User interactions aid in training the algorithms. After a new model is trained, it undergoes testing to evaluate whether it attains a statistically considerable rise in bookings.
The company ’s first artificial intelligence (AI) system set the right conditions for more advanced ones to come.
The second system adopted LambdaRank, which is an algorithm that utilizes monitored machine learning technology in solving ranking issues.
On the other hand, the final model entails a deep neural network, which considered approximately 195 aspects including historical booking count, amenities and the price.
The task was not seamless.

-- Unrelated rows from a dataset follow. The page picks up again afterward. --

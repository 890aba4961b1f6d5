//! Sync engine state and reports

use serde::Serialize;

/// Connection state of the engine toward the remote store
#[derive(Debug, Clone, Copy, PartialEq, Eq, Default, Serialize)]
#[serde(rename_all = "lowercase")]
pub enum ConnectionState {
    #[default]
    Disconnected,
    Connecting,
    Connected,
}

impl ConnectionState {
    /// Numeric form reported as `mongoState`: 0 disconnected, 1 connected, 2 connecting
    pub fn code(&self) -> u8 {
        match self {
            ConnectionState::Disconnected => 0,
            ConnectionState::Connected => 1,
            ConnectionState::Connecting => 2,
        }
    }
}

/// Snapshot returned by `status()`
#[derive(Debug, Clone, Serialize)]
pub struct SyncStatus {
    #[serde(rename = "isConnected")]
    pub is_connected: bool,
    #[serde(rename = "mongoState")]
    pub mongo_state: u8,
    pub state: ConnectionState,
    #[serde(rename = "syncActive")]
    pub sync_active: bool,
    #[serde(rename = "connectionAttempts")]
    pub connection_attempts: u32,
}

/// Per-collection push counts for one cycle
#[derive(Debug, Clone, Copy, Default, PartialEq, Eq, Serialize)]
pub struct CollectionReport {
    pub synced: u32,
    pub failed: u32,
}

#[derive(Debug, Clone, Copy, Default, PartialEq, Eq, Serialize)]
pub struct SyncResults {
    pub fortunes: CollectionReport,
    pub chats: CollectionReport,
}

/// Result of one sync cycle
#[derive(Debug, Clone, PartialEq, Eq, Serialize)]
pub struct SyncOutcome {
    pub success: bool,
    #[serde(skip_serializing_if = "Option::is_none")]
    pub results: Option<SyncResults>,
    #[serde(skip_serializing_if = "Option::is_none")]
    pub reason: Option<String>,
}

impl SyncOutcome {
    pub const UNAVAILABLE_REASON: &'static str = "store unavailable";

    pub fn completed(results: SyncResults) -> Self {
        Self {
            success: true,
            results: Some(results),
            reason: None,
        }
    }

    pub fn unavailable() -> Self {
        Self {
            success: false,
            results: None,
            reason: Some(Self::UNAVAILABLE_REASON.to_string()),
        }
    }
}

#[cfg(test)]
mod tests {
    use super::*;

    #[test]
    fn test_outcome_wire_shape() {
        let ok = serde_json::to_value(SyncOutcome::completed(SyncResults::default())).unwrap();
        assert_eq!(ok["success"], true);
        assert_eq!(ok["results"]["fortunes"]["synced"], 0);
        assert!(ok.get("reason").is_none());

        let down = serde_json::to_value(SyncOutcome::unavailable()).unwrap();
        assert_eq!(down["success"], false);
        assert_eq!(down["reason"], "store unavailable");
        assert!(down.get("results").is_none());
    }

    #[test]
    fn test_state_codes() {
        assert_eq!(ConnectionState::Disconnected.code(), 0);
        assert_eq!(ConnectionState::Connected.code(), 1);
        assert_eq!(ConnectionState::Connecting.code(), 2);
    }
}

In fact, the model training process involved trial and error.
The initial version of the processing pipeline of the team utilized only a portion of graphics card processing power, approximately 25%.
Among the neural networks that the Airbnb team evaluated, one of them utilized the distinctive ID that corresponded with listings as a feature.
The concept behind this involved the indexing of the IDs into an embedding, which would aid in encoding the unique properties of each listing. This works similarly to the recommender systems used by both Amazon and Netflix.
“Even the most popular listing can be booked at most 365 times in a year,” they wrote, “[and] typical bookings per listing are much fewer.”
To make matters worse, not every trend was obvious, especially at first. Bookings in testing appeared to correlate with long listings’ views.
However, when a model that forecasted the likelihood of long view and booking times at the same time was employed online, it did not lead to an uptake.
The team thinks that long views could stem from various aspects including listings with long descriptions that are hard to parse, extremely unique and “sometimes and humorous” listings, or high-end but costly listings among others.
When it came to the feature engineering side, the team’s investigations resulted in a previous aspect, which had not been taken into account that influenced occupancy.
Despite the setbacks and roadblocks along the way, the team is convinced that all that was worth it eventually.
“Feeding on the ubiquitous deep learning success stories, we started at the peak of optimism, thinking deep learning would be a drop in replacement for the GBDT model and give us stupendous gains out of the box,” the researchers wrote.
“A lot of initial discussions centered around keeping everything else invariant and replacing the current model with a neural network to see what gains we could get. Over time we realized that moving to deep learning is not a drop-in model replacement at all; rather it’s about scaling the system. As a result, it required rethinking the entire system surrounding the model.”